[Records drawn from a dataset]
════════════════

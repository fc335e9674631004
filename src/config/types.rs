use serde::{Deserialize, Serialize};
use std::path::PathBuf;
use std::time::Duration;

use crate::transcoding::IdleTimeouts;

#[derive(Debug, Clone, Default, Deserialize, Serialize)]
pub struct Config {
    #[serde(default)]
    pub server: ServerConfig,

    #[serde(default)]
    pub transcoding: TranscodingConfig,
}

#[derive(Debug, Clone, Deserialize, Serialize)]
pub struct ServerConfig {
    #[serde(default = "default_host")]
    pub host: String,

    #[serde(default = "default_port")]
    pub port: u16,

    #[serde(default)]
    pub auth: AuthConfig,
}

#[derive(Debug, Clone, Default, Deserialize, Serialize)]
pub struct AuthConfig {
    /// Require a token on protected endpoints
    #[serde(default)]
    pub enabled: bool,

    /// Token accepted via MediaBrowser/X-Emby-Token/Bearer headers or the
    /// `api_key` query parameter (generate with `segmentd generate-api-key`)
    #[serde(default)]
    pub api_key: Option<String>,
}

fn default_host() -> String {
    "0.0.0.0".to_string()
}
fn default_port() -> u16 {
    8096
}

impl Default for ServerConfig {
    fn default() -> Self {
        Self {
            host: default_host(),
            port: default_port(),
            auth: AuthConfig::default(),
        }
    }
}

#[derive(Debug, Clone, Deserialize, Serialize)]
pub struct TranscodingConfig {
    /// Directory the encoder writes playlists and segments to
    #[serde(default = "default_output_dir")]
    pub output_dir: PathBuf,

    /// Seconds an unreferenced HLS job survives (default: 60)
    #[serde(default = "default_hls_idle_timeout")]
    pub hls_idle_timeout_secs: u64,

    /// Seconds an unreferenced progressive job survives (default: 10)
    #[serde(default = "default_progressive_idle_timeout")]
    pub progressive_idle_timeout_secs: u64,

    /// How often idle jobs are checked for (default: 5)
    #[serde(default = "default_reap_interval")]
    pub reap_interval_secs: u64,

    /// Delete a job's playlist and segments when it is stopped (default: true)
    #[serde(default = "default_delete_files_on_kill")]
    pub delete_files_on_kill: bool,
}

fn default_output_dir() -> PathBuf {
    std::env::temp_dir().join("segmentd").join("transcodes")
}

fn default_hls_idle_timeout() -> u64 {
    60
}

fn default_progressive_idle_timeout() -> u64 {
    10
}

fn default_reap_interval() -> u64 {
    5
}

fn default_delete_files_on_kill() -> bool {
    true
}

impl TranscodingConfig {
    pub fn idle_timeouts(&self) -> IdleTimeouts {
        IdleTimeouts {
            hls: Duration::from_secs(self.hls_idle_timeout_secs),
            progressive: Duration::from_secs(self.progressive_idle_timeout_secs),
        }
    }
}

impl Default for TranscodingConfig {
    fn default() -> Self {
        Self {
            output_dir: default_output_dir(),
            hls_idle_timeout_secs: default_hls_idle_timeout(),
            progressive_idle_timeout_secs: default_progressive_idle_timeout(),
            reap_interval_secs: default_reap_interval(),
            delete_files_on_kill: default_delete_files_on_kill(),
        }
    }
}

════════════════

- TASK INSTRUCTIONS -
Filter the entries down to the lines holding the string "segments". Copy each of those lines.

- ANSWER TO THE PROBLEM -
    /// Directory the encoder writes playlists and segments to
    /// Delete a job's playlist and segments when it is stopped (default: true)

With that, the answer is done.